Dans cet écrit, Andy Fisher se donne pour but de présenter et de questionner de façon fondamentale l’écopsychologie. Il nourrit sa réflexion à partir des apports de la psychologie humaniste, des penseurs existentialistes et phénoménologiques, de l’herméneutique, de l’écologie radicale ainsi que du bouddhisme.
Pour lui, notre psyché est inscrite dans la nature par le biais de notre vécu corporel. La crise actuelle de notre civilisation occidentale provient de la violation de la nature tant à l’extérieur de nous qu’à l’intérieur. A partir de son exposé, Andy Fisher en arrive à la conclusion que l’écopsychologie se doit de creuser davantage les questions qu’elle soulève concernant le rapport homme/nature et qu’il lui faut notamment s’engager dans une tâche critique vis-à-vis de notre société.
Dans la préface écrite pour Radical ecopsychology, David Abram affirme que l’ouvrage est « le plus important travail jamais écrit sur l’écopsychologie du point de vue d’une perspective clinique ». Il est important de noter également qu’il fait preuve d’un réel effort de conceptualisation qui manquait au domaine de l’écopsychologie.
Actuellement, Andy Fisher vit dans l’est de l’Ontario (Canada) où il continue à exercer en tant que psychothérapeute et à travailler sur le concept d’écopsychologie.
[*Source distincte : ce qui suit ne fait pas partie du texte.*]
//! The fixed, typed set of style props the engine understands.
//!
//! Each property knows its class prefix (`p`, `m-right`, `bg`, ...), the CSS
//! property it stands for, and the token [`Category`] its values are checked
//! against. Box-model shorthands additionally know their four edge properties.

use std::fmt;
use std::str::FromStr;

use serde::{Deserialize, Serialize};

use crate::theme::tokens::Category;

/// A style prop.
#[derive(Debug, Clone, Copy, PartialEq, Eq, Hash, PartialOrd, Ord, Serialize, Deserialize)]
#[serde(rename_all = "kebab-case")]
pub enum StyleProperty {
    Padding,
    PaddingTop,
    PaddingRight,
    PaddingBottom,
    PaddingLeft,
    Margin,
    MarginTop,
    MarginRight,
    MarginBottom,
    MarginLeft,
    BorderWidth,
    BorderTopWidth,
    BorderRightWidth,
    BorderBottomWidth,
    BorderLeftWidth,
    BorderRadius,
    BorderTopLeftRadius,
    BorderTopRightRadius,
    BorderBottomRightRadius,
    BorderBottomLeftRadius,
    Background,
    Color,
    BorderColor,
    FontSize,
    FontWeight,
    LineHeight,
    Shadow,
    ZIndex,
    Width,
    Height,
    MinWidth,
    MaxWidth,
    MinHeight,
    MaxHeight,
    Display,
    Direction,
    Align,
    Justify,
    Wrap,
    Position,
    Overflow,
    TextAlign,
    Gap,
}

/// Static description of a [`StyleProperty`].
#[derive(Debug, Clone, Copy, PartialEq, Eq)]
pub struct PropertySpec {
    /// Prop name as written by components (kebab-case).
    pub name: &'static str,
    /// Prefix of emitted class names.
    pub class_prefix: &'static str,
    /// CSS property the rendering layer binds literal custom properties to.
    pub css_name: &'static str,
    pub category: Category,
}

const fn spec(
    name: &'static str,
    class_prefix: &'static str,
    css_name: &'static str,
    category: Category,
) -> PropertySpec {
    PropertySpec {
        name,
        class_prefix,
        css_name,
        category,
    }
}

impl StyleProperty {
    pub const ALL: [StyleProperty; 43] = [
        StyleProperty::Padding,
        StyleProperty::PaddingTop,
        StyleProperty::PaddingRight,
        StyleProperty::PaddingBottom,
        StyleProperty::PaddingLeft,
        StyleProperty::Margin,
        StyleProperty::MarginTop,
        StyleProperty::MarginRight,
        StyleProperty::MarginBottom,
        StyleProperty::MarginLeft,
        StyleProperty::BorderWidth,
        StyleProperty::BorderTopWidth,
        StyleProperty::BorderRightWidth,
        StyleProperty::BorderBottomWidth,
        StyleProperty::BorderLeftWidth,
        StyleProperty::BorderRadius,
        StyleProperty::BorderTopLeftRadius,
        StyleProperty::BorderTopRightRadius,
        StyleProperty::BorderBottomRightRadius,
        StyleProperty::BorderBottomLeftRadius,
        StyleProperty::Background,
        StyleProperty::Color,
        StyleProperty::BorderColor,
        StyleProperty::FontSize,
        StyleProperty::FontWeight,
        StyleProperty::LineHeight,
        StyleProperty::Shadow,
        StyleProperty::ZIndex,
        StyleProperty::Width,
        StyleProperty::Height,
        StyleProperty::MinWidth,
        StyleProperty::MaxWidth,
        StyleProperty::MinHeight,
        StyleProperty::MaxHeight,
        StyleProperty::Display,
        StyleProperty::Direction,
        StyleProperty::Align,
        StyleProperty::Justify,
        StyleProperty::Wrap,
        StyleProperty::Position,
        StyleProperty::Overflow,
        StyleProperty::TextAlign,
        StyleProperty::Gap,
    ];

    pub const fn spec(self) -> PropertySpec {
        use Category as C;
        match self {
            StyleProperty::Padding => spec("padding", "p", "padding", C::Spacing),
            StyleProperty::PaddingTop => spec("padding-top", "p-top", "padding-top", C::Spacing),
            StyleProperty::PaddingRight => spec("padding-right", "p-right", "padding-right", C::Spacing),
            StyleProperty::PaddingBottom => spec("padding-bottom", "p-bottom", "padding-bottom", C::Spacing),
            StyleProperty::PaddingLeft => spec("padding-left", "p-left", "padding-left", C::Spacing),
            StyleProperty::Margin => spec("margin", "m", "margin", C::Spacing),
            StyleProperty::MarginTop => spec("margin-top", "m-top", "margin-top", C::Spacing),
            StyleProperty::MarginRight => spec("margin-right", "m-right", "margin-right", C::Spacing),
            StyleProperty::MarginBottom => spec("margin-bottom", "m-bottom", "margin-bottom", C::Spacing),
            StyleProperty::MarginLeft => spec("margin-left", "m-left", "margin-left", C::Spacing),
            StyleProperty::BorderWidth => spec("border-width", "bw", "border-width", C::BorderWidth),
            StyleProperty::BorderTopWidth => {
                spec("border-top-width", "bw-top", "border-top-width", C::BorderWidth)
            }
            StyleProperty::BorderRightWidth => {
                spec("border-right-width", "bw-right", "border-right-width", C::BorderWidth)
            }
            StyleProperty::BorderBottomWidth => {
                spec("border-bottom-width", "bw-bottom", "border-bottom-width", C::BorderWidth)
            }
            StyleProperty::BorderLeftWidth => {
                spec("border-left-width", "bw-left", "border-left-width", C::BorderWidth)
            }
            StyleProperty::BorderRadius => spec("border-radius", "br", "border-radius", C::BorderRadius),
            StyleProperty::BorderTopLeftRadius => spec(
                "border-top-left-radius",
                "br-top-left",
                "border-top-left-radius",
                C::BorderRadius,
            ),
            StyleProperty::BorderTopRightRadius => spec(
                "border-top-right-radius",
                "br-top-right",
                "border-top-right-radius",
                C::BorderRadius,
            ),
            StyleProperty::BorderBottomRightRadius => spec(
                "border-bottom-right-radius",
                "br-bottom-right",
                "border-bottom-right-radius",
                C::BorderRadius,
            ),
            StyleProperty::BorderBottomLeftRadius => spec(
                "border-bottom-left-radius",
                "br-bottom-left",
                "border-bottom-left-radius",
                C::BorderRadius,
            ),
            StyleProperty::Background => spec("background", "bg", "background-color", C::Color),
            StyleProperty::Color => spec("color", "c", "color", C::Color),
            StyleProperty::BorderColor => spec("border-color", "bc", "border-color", C::Color),
            StyleProperty::FontSize => spec("font-size", "fs", "font-size", C::FontSize),
            StyleProperty::FontWeight => spec("font-weight", "fw", "font-weight", C::FontWeight),
            StyleProperty::LineHeight => spec("line-height", "lh", "line-height", C::LineHeight),
            StyleProperty::Shadow => spec("shadow", "shadow", "box-shadow", C::Shadow),
            StyleProperty::ZIndex => spec("z-index", "z", "z-index", C::ZIndex),
            StyleProperty::Width => spec("width", "w", "width", C::Dimension),
            StyleProperty::Height => spec("height", "h", "height", C::Dimension),
            StyleProperty::MinWidth => spec("min-width", "min-w", "min-width", C::Dimension),
            StyleProperty::MaxWidth => spec("max-width", "max-w", "max-width", C::Dimension),
            StyleProperty::MinHeight => spec("min-height", "min-h", "min-height", C::Dimension),
            StyleProperty::MaxHeight => spec("max-height", "max-h", "max-height", C::Dimension),
            StyleProperty::Display => spec("display", "display", "display", C::Display),
            StyleProperty::Direction => spec("direction", "direction", "flex-direction", C::Direction),
            StyleProperty::Align => spec("align", "align", "align-items", C::Align),
            StyleProperty::Justify => spec("justify", "justify", "justify-content", C::Justify),
            StyleProperty::Wrap => spec("wrap", "wrap", "flex-wrap", C::Wrap),
            StyleProperty::Position => spec("position", "position", "position", C::Position),
            StyleProperty::Overflow => spec("overflow", "overflow", "overflow", C::Overflow),
            StyleProperty::TextAlign => spec("text-align", "text-align", "text-align", C::TextAlign),
            StyleProperty::Gap => spec("gap", "gap", "gap", C::Spacing),
        }
    }

    pub const fn name(self) -> &'static str {
        self.spec().name
    }

    pub const fn class_prefix(self) -> &'static str {
        self.spec().class_prefix
    }

    pub const fn css_name(self) -> &'static str {
        self.spec().css_name
    }

    pub const fn category(self) -> Category {
        self.spec().category
    }

    /// Edge properties of a box-model shorthand, in `top, right, bottom, left`
    /// order (`top-left, top-right, bottom-right, bottom-left` for radii).
    pub const fn edges(self) -> Option<[StyleProperty; 4]> {
        use StyleProperty as P;
        match self {
            P::Padding => Some([P::PaddingTop, P::PaddingRight, P::PaddingBottom, P::PaddingLeft]),
            P::Margin => Some([P::MarginTop, P::MarginRight, P::MarginBottom, P::MarginLeft]),
            P::BorderWidth => Some([
                P::BorderTopWidth,
                P::BorderRightWidth,
                P::BorderBottomWidth,
                P::BorderLeftWidth,
            ]),
            P::BorderRadius => Some([
                P::BorderTopLeftRadius,
                P::BorderTopRightRadius,
                P::BorderBottomRightRadius,
                P::BorderBottomLeftRadius,
            ]),
            _ => None,
        }
    }

    pub const fn is_shorthand(self) -> bool {
        self.edges().is_some()
    }
}

impl fmt::Display for StyleProperty {
    fn fmt(&self, f: &mut fmt::Formatter<'_>) -> fmt::Result {
        f.write_str(self.name())
    }
}

/// Error for a prop name outside the supported set.
#[derive(Debug, Clone, PartialEq, Eq, thiserror::Error)]
#[error("unknown style property: {0}")]
pub struct UnknownProperty(pub String);

impl FromStr for StyleProperty {
    type Err = UnknownProperty;

    fn from_str(s: &str) -> Result<Self, Self::Err> {
        StyleProperty::ALL
            .into_iter()
            .find(|p| p.name() == s)
            .ok_or_else(|| UnknownProperty(s.to_string()))
    }
}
Il enseigne également l’écopsychologie à l’Université du Vermont et anime des stages d’immersion dans la nature.
Son site : http://andyfisher.ca/
Le livre Radical ecopsychology, Psychology in the service of life (http://www.sunypress.edu/p-5603-radical-ecopsychology-second-ed.aspx) nous paraissant particulièrement utile pour l’approfondissement du champ de l’écopsychologie, nous en avons traduit l’introduction ainsi que le résumé fait par l’auteur lui-même. En outre, nous avons réalisé un compte-rendu détaillé de l’ouvrage en son entier.
Andy Fisher ayant autorisé le libre accès sur internet à l’introduction et au résumé de son ouvrage et l’éditeur nous ayant lui-même autorisé à publier notre traduction de ces écrits, il vous est possible d’accéder à celle-ci (cf. ci-dessous).
Au cours de votre lecture, quand vous aborderez le sommaire d’un chapitre, vous trouverez un lien qui vous permettra, si vous le désirez, d’obtenir davantage d’informations à partir du compte-rendu que nous-mêmes avons réalisé.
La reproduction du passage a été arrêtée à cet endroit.